::: Data supplied :::

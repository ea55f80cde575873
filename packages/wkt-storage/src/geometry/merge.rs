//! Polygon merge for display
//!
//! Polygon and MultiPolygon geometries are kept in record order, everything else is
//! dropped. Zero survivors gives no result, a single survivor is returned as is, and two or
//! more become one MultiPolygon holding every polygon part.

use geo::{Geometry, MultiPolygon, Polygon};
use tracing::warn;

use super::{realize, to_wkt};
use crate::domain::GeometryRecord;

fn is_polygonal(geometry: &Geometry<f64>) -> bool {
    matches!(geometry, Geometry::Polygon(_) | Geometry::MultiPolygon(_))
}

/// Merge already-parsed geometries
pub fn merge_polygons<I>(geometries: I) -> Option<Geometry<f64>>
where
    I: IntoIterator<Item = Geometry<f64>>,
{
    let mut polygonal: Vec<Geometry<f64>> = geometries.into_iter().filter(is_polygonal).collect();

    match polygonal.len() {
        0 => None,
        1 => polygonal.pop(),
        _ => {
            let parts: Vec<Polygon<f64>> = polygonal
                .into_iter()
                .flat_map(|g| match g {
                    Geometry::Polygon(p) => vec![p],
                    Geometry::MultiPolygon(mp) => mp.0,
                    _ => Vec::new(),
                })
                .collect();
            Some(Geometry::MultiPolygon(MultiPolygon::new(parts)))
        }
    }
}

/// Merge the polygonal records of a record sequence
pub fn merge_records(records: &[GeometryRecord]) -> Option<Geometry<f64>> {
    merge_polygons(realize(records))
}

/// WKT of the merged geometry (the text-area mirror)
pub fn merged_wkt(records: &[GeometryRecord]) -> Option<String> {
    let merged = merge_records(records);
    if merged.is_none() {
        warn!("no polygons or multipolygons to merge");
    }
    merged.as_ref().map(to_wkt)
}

:::
::: Data supplied :::

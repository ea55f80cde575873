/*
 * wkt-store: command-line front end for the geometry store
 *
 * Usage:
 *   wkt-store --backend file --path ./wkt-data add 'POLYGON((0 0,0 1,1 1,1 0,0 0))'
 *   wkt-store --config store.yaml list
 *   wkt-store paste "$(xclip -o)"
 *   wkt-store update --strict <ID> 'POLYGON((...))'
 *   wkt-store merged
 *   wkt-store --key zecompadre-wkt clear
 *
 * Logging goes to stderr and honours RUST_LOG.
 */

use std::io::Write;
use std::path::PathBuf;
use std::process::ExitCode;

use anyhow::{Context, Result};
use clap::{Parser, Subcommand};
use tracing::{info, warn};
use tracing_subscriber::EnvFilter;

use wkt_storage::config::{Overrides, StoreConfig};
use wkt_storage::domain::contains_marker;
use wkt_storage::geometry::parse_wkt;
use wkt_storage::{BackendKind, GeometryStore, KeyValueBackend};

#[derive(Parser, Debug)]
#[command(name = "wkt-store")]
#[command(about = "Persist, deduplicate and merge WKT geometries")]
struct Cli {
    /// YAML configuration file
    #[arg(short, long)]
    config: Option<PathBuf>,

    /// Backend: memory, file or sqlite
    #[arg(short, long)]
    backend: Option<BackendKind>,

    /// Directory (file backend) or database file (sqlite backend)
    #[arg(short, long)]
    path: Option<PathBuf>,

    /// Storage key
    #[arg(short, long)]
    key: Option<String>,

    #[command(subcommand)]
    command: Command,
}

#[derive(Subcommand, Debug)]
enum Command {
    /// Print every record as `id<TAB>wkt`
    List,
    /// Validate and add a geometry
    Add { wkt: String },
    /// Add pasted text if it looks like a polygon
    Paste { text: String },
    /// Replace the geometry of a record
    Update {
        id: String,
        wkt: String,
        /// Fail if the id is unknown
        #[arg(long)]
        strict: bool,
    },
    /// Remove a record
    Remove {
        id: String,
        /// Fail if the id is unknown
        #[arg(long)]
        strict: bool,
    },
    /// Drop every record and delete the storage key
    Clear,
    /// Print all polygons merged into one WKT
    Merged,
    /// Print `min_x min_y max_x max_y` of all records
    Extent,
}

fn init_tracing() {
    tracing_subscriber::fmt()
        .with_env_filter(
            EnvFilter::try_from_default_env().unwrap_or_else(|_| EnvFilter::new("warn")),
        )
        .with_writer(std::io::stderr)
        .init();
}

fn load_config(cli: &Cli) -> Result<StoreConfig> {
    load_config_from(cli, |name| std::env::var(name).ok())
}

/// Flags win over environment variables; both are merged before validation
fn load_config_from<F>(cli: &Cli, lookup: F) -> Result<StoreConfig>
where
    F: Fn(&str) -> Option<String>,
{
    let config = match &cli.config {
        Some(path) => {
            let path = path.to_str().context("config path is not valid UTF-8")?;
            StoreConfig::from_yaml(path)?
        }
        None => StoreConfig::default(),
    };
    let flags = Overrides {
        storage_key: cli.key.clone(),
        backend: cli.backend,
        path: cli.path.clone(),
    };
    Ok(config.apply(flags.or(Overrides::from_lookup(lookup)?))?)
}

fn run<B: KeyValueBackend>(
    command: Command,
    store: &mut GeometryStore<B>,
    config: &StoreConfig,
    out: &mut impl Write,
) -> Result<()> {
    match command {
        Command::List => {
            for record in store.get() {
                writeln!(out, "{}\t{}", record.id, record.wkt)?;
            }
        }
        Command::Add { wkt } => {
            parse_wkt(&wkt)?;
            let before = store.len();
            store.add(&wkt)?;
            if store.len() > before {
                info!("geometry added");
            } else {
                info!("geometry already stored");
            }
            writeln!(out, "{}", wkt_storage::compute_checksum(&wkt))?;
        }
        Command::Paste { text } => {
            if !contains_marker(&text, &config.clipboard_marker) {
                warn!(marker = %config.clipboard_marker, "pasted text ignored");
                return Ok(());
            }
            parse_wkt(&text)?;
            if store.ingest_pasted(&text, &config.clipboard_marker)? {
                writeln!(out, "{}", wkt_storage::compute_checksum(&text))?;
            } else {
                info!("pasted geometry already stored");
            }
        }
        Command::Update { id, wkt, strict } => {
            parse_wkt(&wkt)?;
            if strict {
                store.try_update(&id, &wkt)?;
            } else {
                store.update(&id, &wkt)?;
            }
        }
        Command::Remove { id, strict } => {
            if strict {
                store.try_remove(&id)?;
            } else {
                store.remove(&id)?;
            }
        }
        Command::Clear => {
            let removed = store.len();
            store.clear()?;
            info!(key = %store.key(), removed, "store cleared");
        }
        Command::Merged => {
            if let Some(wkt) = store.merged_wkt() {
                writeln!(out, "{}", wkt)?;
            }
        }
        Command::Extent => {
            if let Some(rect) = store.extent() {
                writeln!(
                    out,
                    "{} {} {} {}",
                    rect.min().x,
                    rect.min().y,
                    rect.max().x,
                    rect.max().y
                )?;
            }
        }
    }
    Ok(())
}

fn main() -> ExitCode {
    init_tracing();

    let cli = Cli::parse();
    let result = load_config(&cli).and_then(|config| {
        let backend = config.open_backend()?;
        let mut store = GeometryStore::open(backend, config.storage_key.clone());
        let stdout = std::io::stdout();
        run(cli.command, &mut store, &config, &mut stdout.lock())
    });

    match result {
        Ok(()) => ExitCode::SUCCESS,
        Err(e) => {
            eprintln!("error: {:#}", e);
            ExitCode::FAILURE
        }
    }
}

:::

Assignment: Report each line above containing the string "removed".

Solved problem:
            let removed = store.len();
            info!(key = %store.key(), removed, "store cleared");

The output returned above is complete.